Auteur / Autrice : | Sarah Ouadah |
Direction : | Paul Deheuvels |
Type : | Thèse de doctorat |
Discipline(s) : | Mathématiques |
Date : | Soutenance en 2012 |
Etablissement(s) : | Paris 6 |
Mots clés
Résumé
In this thesis, we are concerned with nonparametric estimation of the density given a random sample. We establish asymptotic properties of density estimators by deducing them from functional limit laws for the local empirical process in a general context. The thesis is divided in two main parts, we describe as follows. The first part is devoted to local functional limit laws which are established for three sets of sequences of random functions, built from: the uniform empirical process, the uniform quantiles process and from the Kaplan-Meier empirical process.
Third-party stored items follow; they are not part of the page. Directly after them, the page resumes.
pub mod client;
pub mod memory;

use async_trait::async_trait;
use serde_json::{Map, Value};
use thiserror::Error;

pub use client::SupabaseStore;
pub use memory::MemoryStore;

/// A single database row as returned by PostgREST.
pub type Row = Map<String, Value>;

#[derive(Debug, Error)]
pub enum StoreError {
    #[error("Record not found")]
    NotFound,
    #[error("{0}")]
    Conflict(String),
    #[error("Database error: {0}")]
    Database(String),
    #[error("Request to database failed: {0}")]
    Transport(String),
    #[error("Unexpected database response: {0}")]
    Decode(String),
}

#[derive(Debug, Clone, PartialEq)]
pub enum Filter {
    Eq(String, String),
    Neq(String, String),
    Gte(String, String),
    Lte(String, String),
    In(String, Vec<String>),
    IsNull(String),
    /// Case-insensitive substring match on any of the columns.
    Search { columns: Vec<String>, term: String },
}

impl Filter {
    pub fn eq(column: &str, value: impl Into<String>) -> Self {
        Filter::Eq(column.to_string(), value.into())
    }
}

#[derive(Debug, Clone, Copy, PartialEq, Eq)]
pub enum Direction {
    Asc,
    Desc,
}

impl Direction {
    pub fn as_str(&self) -> &'static str {
        match self {
            Direction::Asc => "asc",
            Direction::Desc => "desc",
        }
    }
}

#[derive(Debug, Clone, PartialEq)]
pub struct Order {
    pub column: String,
    pub direction: Direction,
}

impl Order {
    /// Parses PostgREST shorthand such as `created_at.desc`.
    pub fn parse(spec: &str) -> Self {
        match spec.rsplit_once('.') {
            Some((column, "asc")) => Order {
                column: column.to_string(),
                direction: Direction::Asc,
            },
            Some((column, "desc")) => Order {
                column: column.to_string(),
                direction: Direction::Desc,
            },
            _ => Order {
                column: spec.to_string(),
                direction: Direction::Asc,
            },
        }
    }
}

#[derive(Debug, Clone, PartialEq)]
pub struct TableQuery {
    pub columns: String,
    pub filters: Vec<Filter>,
    pub order: Option<Order>,
    pub offset: usize,
    pub limit: Option<usize>,
    pub count: bool,
}

impl Default for TableQuery {
    fn default() -> Self {
        Self {
            columns: "*".to_string(),
            filters: Vec::new(),
            order: None,
            offset: 0,
            limit: None,
            count: false,
        }
    }
}

impl TableQuery {
    pub fn new() -> Self {
        Self::default()
    }

    pub fn select(mut self, columns: &str) -> Self {
        self.columns = columns.to_string();
        self
    }

    pub fn filter(mut self, filter: Filter) -> Self {
        self.filters.push(filter);
        self
    }

    pub fn eq(self, column: &str, value: impl Into<String>) -> Self {
        self.filter(Filter::eq(column, value))
    }

    pub fn order(mut self, spec: &str) -> Self {
        self.order = Some(Order::parse(spec));
        self
    }

    pub fn range(mut self, offset: usize, limit: usize) -> Self {
        self.offset = offset;
        self.limit = Some(limit);
        self
    }

    pub fn limit(mut self, limit: usize) -> Self {
        self.limit = Some(limit);
        self
    }

    pub fn with_count(mut self) -> Self {
        self.count = true;
        self
    }
}

#[derive(Debug, Clone, Default)]
pub struct Page {
    pub rows: Vec<Row>,
    /// Exact number of matching rows, present when the query asked for a count.
    pub total: Option<usize>,
}

#[async_trait]
pub trait Store: Send + Sync {
    async fn select(&self, table: &str, query: &TableQuery) -> Result<Page, StoreError>;

    async fn insert(&self, table: &str, row: Row) -> Result<Row, StoreError>;

    async fn upsert(&self, table: &str, row: Row, on_conflict: &str) -> Result<Row, StoreError>;

    async fn update(&self, table: &str, filters: &[Filter], patch: Row)
        -> Result<Vec<Row>, StoreError>;

    async fn delete(&self, table: &str, filters: &[Filter]) -> Result<Vec<Row>, StoreError>;

    async fn find_one(&self, table: &str, query: TableQuery) -> Result<Option<Row>, StoreError> {
        let page = self.select(table, &query.limit(1)).await?;
        Ok(page.rows.into_iter().next())
    }

    async fn count(&self, table: &str, filters: Vec<Filter>) -> Result<usize, StoreError> {
        let query = TableQuery {
            columns: "id".to_string(),
            filters,
            limit: Some(1),
            count: true,
            ..TableQuery::default()
        };
        let page = self.select(table, &query).await?;
        page.total
            .ok_or_else(|| StoreError::Decode("count missing from response".to_string()))
    }
}

/// Removes characters that carry meaning in PostgREST filter syntax.
pub fn sanitize_term(term: &str) -> String {
    term.chars()
        .filter(|c| !matches!(c, ',' | '(' | ')' | '*' | '%'))
        .collect::<String>()
        .trim()
        .to_string()
}

#[cfg(test)]
mod tests {
    use super::*;

    #[test]
    fn parses_order_shorthand() {
        assert_eq!(
            Order::parse("created_at.desc"),
            Order {
                column: "created_at".to_string(),
                direction: Direction::Desc
            }
        );
        assert_eq!(Order::parse("position").direction, Direction::Asc);
        assert_eq!(Order::parse("price.asc").column, "price");
    }

    #[test]
    fn sanitizes_search_terms() {
        assert_eq!(sanitize_term(" a,b(c)*d% "), "abcd");
        assert_eq!(sanitize_term("Bandra West"), "Bandra West");
    }
}
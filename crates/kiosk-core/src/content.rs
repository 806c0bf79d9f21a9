//! Content metadata and player display options

use chrono::{DateTime, Utc};
use serde::{Deserialize, Serialize};
use uuid::Uuid;

use crate::error::PlayerError;

/// Metadata for one deployed content package.
///
/// The content body itself (markup, media, libraries) lives with the host
/// platform; the player only needs the stored JSON metadata to report a
/// title and identify the package in rendered output.
#[derive(Debug, Clone, Serialize, Deserialize)]
pub struct Content {
    pub id: Uuid,
    /// Decoded JSON metadata as stored by the content deployment step.
    pub json_content: serde_json::Value,
    pub created_at: DateTime<Utc>,
}

impl Content {
    pub fn new(json_content: serde_json::Value) -> Self {
        Self {
            id: Uuid::new_v4(),
            json_content,
            created_at: Utc::now(),
        }
    }

    /// Decode raw stored JSON into content metadata.
    pub fn from_json_str(raw: &str) -> Result<Self, PlayerError> {
        let json_content = serde_json::from_str(raw)?;
        Ok(Self::new(json_content))
    }

    /// Title as recorded in the content JSON.
    pub fn title(&self) -> Result<String, PlayerError> {
        self.json_content
            .get("title")
            .and_then(|v| v.as_str())
            .map(str::to_string)
            .ok_or_else(|| {
                PlayerError::ContentDecode("content JSON has no 'title' field".to_string())
            })
    }
}

/// Display options for one player instance.
#[derive(Debug, Clone, Copy, PartialEq, Eq, Serialize, Deserialize)]
pub struct DisplayOptions {
    /// Show the surrounding action frame (download, copyright, ...).
    pub frame: bool,
    /// Allow downloading the content package.
    pub export: bool,
    /// Render inline instead of in a sandboxed iframe.
    pub embed: bool,
    /// Show the copyright notice.
    pub copyright: bool,
}

impl Default for DisplayOptions {
    fn default() -> Self {
        Self {
            frame: true,
            export: true,
            embed: false,
            copyright: false,
        }
    }
}

#[cfg(test)]
mod tests {
    use super::*;
    use serde_json::json;

    #[test]
    fn test_title_is_decoded_from_json() {
        let content = Content::new(json!({"title": "Find the Words", "language": "en"}));
        assert_eq!(content.title().unwrap(), "Find the Words");
    }

    #[test]
    fn test_missing_title_is_a_decode_error() {
        let content = Content::new(json!({"language": "en"}));
        assert!(matches!(
            content.title(),
            Err(PlayerError::ContentDecode(_))
        ));
    }

    #[test]
    fn test_from_json_str_rejects_invalid_json() {
        assert!(Content::from_json_str("{not json").is_err());
    }

    #[test]
    fn test_default_display_options() {
        let options = DisplayOptions::default();
        assert!(options.frame);
        assert!(options.export);
        assert!(!options.embed);
        assert!(!options.copyright);
    }
}
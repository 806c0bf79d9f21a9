//! Asset descriptors and the tags that select an extension point

use std::fmt;
use std::str::FromStr;

use serde::{Deserialize, Serialize};

use crate::error::PlayerError;

/// Extension-point namespace: every hook name a component can register
/// against is derived from this identity.
pub const HOOK_NAMESPACE: &str = "player";

/// Which asset extension point is being queried.
#[derive(Debug, Clone, Copy, PartialEq, Eq, Hash, Serialize, Deserialize)]
#[serde(rename_all = "lowercase")]
pub enum AssetKind {
    Scripts,
    Styles,
}

impl AssetKind {
    pub fn as_str(&self) -> &'static str {
        match self {
            AssetKind::Scripts => "scripts",
            AssetKind::Styles => "styles",
        }
    }

    /// Conventional hook name for this kind, e.g. `extend_player_scripts`.
    pub fn hook_name(&self) -> String {
        format!("extend_{}_{}", HOOK_NAMESPACE, self.as_str())
    }
}

impl fmt::Display for AssetKind {
    fn fmt(&self, f: &mut fmt::Formatter<'_>) -> fmt::Result {
        f.write_str(self.as_str())
    }
}

/// How the player's output is embedded in a host page.
///
/// Passed through unchanged to every asset callback so an extension can
/// vary its contribution by embedding context.
#[derive(Debug, Clone, Copy, PartialEq, Eq, Hash, Serialize, Deserialize)]
#[serde(rename_all = "lowercase")]
pub enum EmbedMode {
    Iframe,
    Div,
}

impl EmbedMode {
    pub fn as_str(&self) -> &'static str {
        match self {
            EmbedMode::Iframe => "iframe",
            EmbedMode::Div => "div",
        }
    }
}

impl fmt::Display for EmbedMode {
    fn fmt(&self, f: &mut fmt::Formatter<'_>) -> fmt::Result {
        f.write_str(self.as_str())
    }
}

impl FromStr for EmbedMode {
    type Err = PlayerError;

    fn from_str(s: &str) -> Result<Self, Self::Err> {
        match s {
            "iframe" => Ok(EmbedMode::Iframe),
            "div" => Ok(EmbedMode::Div),
            other => Err(PlayerError::InvalidInput(format!(
                "unknown embed mode '{}'",
                other
            ))),
        }
    }
}

/// One script or stylesheet resource to include in rendered player output.
///
/// Produced by an extension callback, consumed by the player's markup
/// layer, discarded after rendering. Construction validates the path so a
/// malformed contribution is rejected at the point it enters the system
/// rather than silently rendered.
#[derive(Debug, Clone, PartialEq, Eq, Serialize, Deserialize)]
pub struct AssetDescriptor {
    pub path: String,
}

impl AssetDescriptor {
    /// Wrap a raw path contributed by `component`.
    ///
    /// Rejects empty paths and paths containing control characters with
    /// `PlayerError::MalformedAsset` naming the contributing component.
    pub fn new(component: &str, path: impl Into<String>) -> Result<Self, PlayerError> {
        let path = path.into();
        if let Some(detail) = path_defect(&path) {
            return Err(PlayerError::MalformedAsset {
                component: component.to_string(),
                detail,
            });
        }
        Ok(Self { path })
    }
}

fn path_defect(path: &str) -> Option<String> {
    if path.is_empty() {
        return Some("empty asset path".to_string());
    }
    if path.chars().any(|c| c.is_control()) {
        return Some("asset path contains control characters".to_string());
    }
    None
}
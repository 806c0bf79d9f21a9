//! The content player
//!
//! One `Player` renders one deployed content package. Its collaborators
//! are passed in explicitly: content metadata, display options, player
//! configuration, and the extension registry assets are aggregated from.

use kiosk_core::{
    AssetDescriptor, AssetKind, Content, DisplayOptions, EmbedMode, PlayerConfig, PlayerError,
};
use kiosk_plugins::{AssetAggregator, ExtensionRegistry};

use crate::markup::render_embed;

pub struct Player {
    url: String,
    content: Content,
    options: DisplayOptions,
    config: PlayerConfig,
    aggregator: AssetAggregator,
    scripts: Vec<AssetDescriptor>,
    styles: Vec<AssetDescriptor>,
}

impl Player {
    pub fn new(
        url: impl Into<String>,
        content: Content,
        options: DisplayOptions,
        config: PlayerConfig,
        registry: ExtensionRegistry,
    ) -> Self {
        Self {
            url: url.into(),
            content,
            options,
            config,
            aggregator: AssetAggregator::new(registry),
            scripts: Vec::new(),
            styles: Vec::new(),
        }
    }

    /// Embed mode for this render.
    ///
    /// The `embed` display option forces the inline div variant;
    /// otherwise the configured default applies.
    pub fn embed_mode(&self) -> EmbedMode {
        if self.options.embed {
            EmbedMode::Div
        } else {
            self.config.default_embed_mode
        }
    }

    /// Collect extension-contributed assets for the page.
    ///
    /// Invoked once per page render; invoking it again replaces the
    /// stored asset lists. A failing or malformed contribution aborts
    /// the render and leaves the previously stored lists untouched.
    pub fn add_assets_to_page(&mut self) -> Result<(), PlayerError> {
        let mode = self.embed_mode();
        let scripts = self.aggregator.collect(AssetKind::Scripts, mode)?;
        let styles = self.aggregator.collect(AssetKind::Styles, mode)?;

        tracing::debug!(
            content_id = %self.content.id,
            mode = %mode,
            scripts = scripts.len(),
            styles = styles.len(),
            "page assets collected"
        );

        self.scripts = scripts;
        self.styles = styles;
        Ok(())
    }

    /// Title as recorded in the content metadata.
    pub fn title(&self) -> Result<String, PlayerError> {
        self.content.title()
    }

    /// Rendered page fragment for the current embed mode.
    pub fn output(&self) -> String {
        render_embed(
            self.embed_mode(),
            self.content.id,
            &self.url,
            &self.scripts,
            &self.styles,
            &self.config.asset_base_url,
        )
    }

    pub fn content(&self) -> &Content {
        &self.content
    }

    pub fn url(&self) -> &str {
        &self.url
    }

    pub fn scripts(&self) -> &[AssetDescriptor] {
        &self.scripts
    }

    pub fn styles(&self) -> &[AssetDescriptor] {
        &self.styles
    }
}

#[cfg(test)]
mod tests {
    use super::*;
    use serde_json::json;

    fn player_with(options: DisplayOptions) -> Player {
        Player::new(
            "/content/unit",
            Content::new(json!({"title": "Unit"})),
            options,
            PlayerConfig::default(),
            ExtensionRegistry::new(),
        )
    }

    #[test]
    fn test_embed_flag_selects_div() {
        let inline = player_with(DisplayOptions {
            embed: true,
            ..DisplayOptions::default()
        });
        assert_eq!(inline.embed_mode(), EmbedMode::Div);

        let framed = player_with(DisplayOptions::default());
        assert_eq!(framed.embed_mode(), EmbedMode::Iframe);
    }

    #[test]
    fn test_output_before_asset_collection_has_no_assets() {
        let player = player_with(DisplayOptions::default());
        let html = player.output();
        assert!(!html.contains("<script"));
        assert!(!html.contains("<link"));
    }
}
//! Error types module
//!
//! All player and extension errors are unified under the `PlayerError`
//! enum. Extension callback failures keep their causal chain via an
//! `anyhow::Error` source so callers can log the full chain.

#[derive(Debug, thiserror::Error)]
pub enum PlayerError {
    /// A callback contributed an asset path that fails validation.
    #[error("malformed asset from '{component}': {detail}")]
    MalformedAsset { component: String, detail: String },

    /// A callback failed; aggregation aborts and nothing is returned.
    #[error("extension '{component}' failed")]
    Extension {
        component: String,
        #[source]
        source: anyhow::Error,
    },

    #[error("content decode error: {0}")]
    ContentDecode(String),

    #[error("invalid input: {0}")]
    InvalidInput(String),

    #[error("internal error: {0}")]
    Internal(String),
}

impl PlayerError {
    /// Wrap a failed extension callback, naming the component.
    pub fn extension(component: impl Into<String>, source: anyhow::Error) -> Self {
        PlayerError::Extension {
            component: component.into(),
            source,
        }
    }

    /// Get detailed error information including error chain
    pub fn detailed_message(&self) -> String {
        use std::error::Error;

        let mut details = self.to_string();

        let mut source = self.source();
        let mut depth = 0;
        while let Some(err) = source {
            depth += 1;
            if depth > 5 {
                details.push_str("\n  ... (truncated)");
                break;
            }
            details.push_str(&format!("\n  Caused by: {}", err));
            source = err.source();
        }

        details
    }
}

impl From<serde_json::Error> for PlayerError {
    fn from(err: serde_json::Error) -> Self {
        PlayerError::ContentDecode(format!("JSON parsing error: {}", err))
    }
}
//! Kiosk player
//!
//! Assembles an embeddable content page: content metadata plus the
//! script and stylesheet assets contributed by installed extensions,
//! rendered as an iframe or inline div embed.

pub mod markup;
pub mod player;

pub use player::Player;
The functional laws are uniform relative to the increments size of the local empirical processes and describe the asymptotic behavior of the Hausdorff set-distance between each one of the three sets and a Strassen-type set. The purpose of the second part is nonparametric density estimation. We present several statistical applications of the previous functional limit laws, which consist on limit laws describing the asymptotic behavior of nonparametric density estimators, such as kernel estimators, the nearest-neighbor estimator, andkernel estimators of lifetime density and failure rate in a right censorship model. These applications are new sharp uniform-in-bandwidth limit laws for the last estimators in the framework of convergence in probability.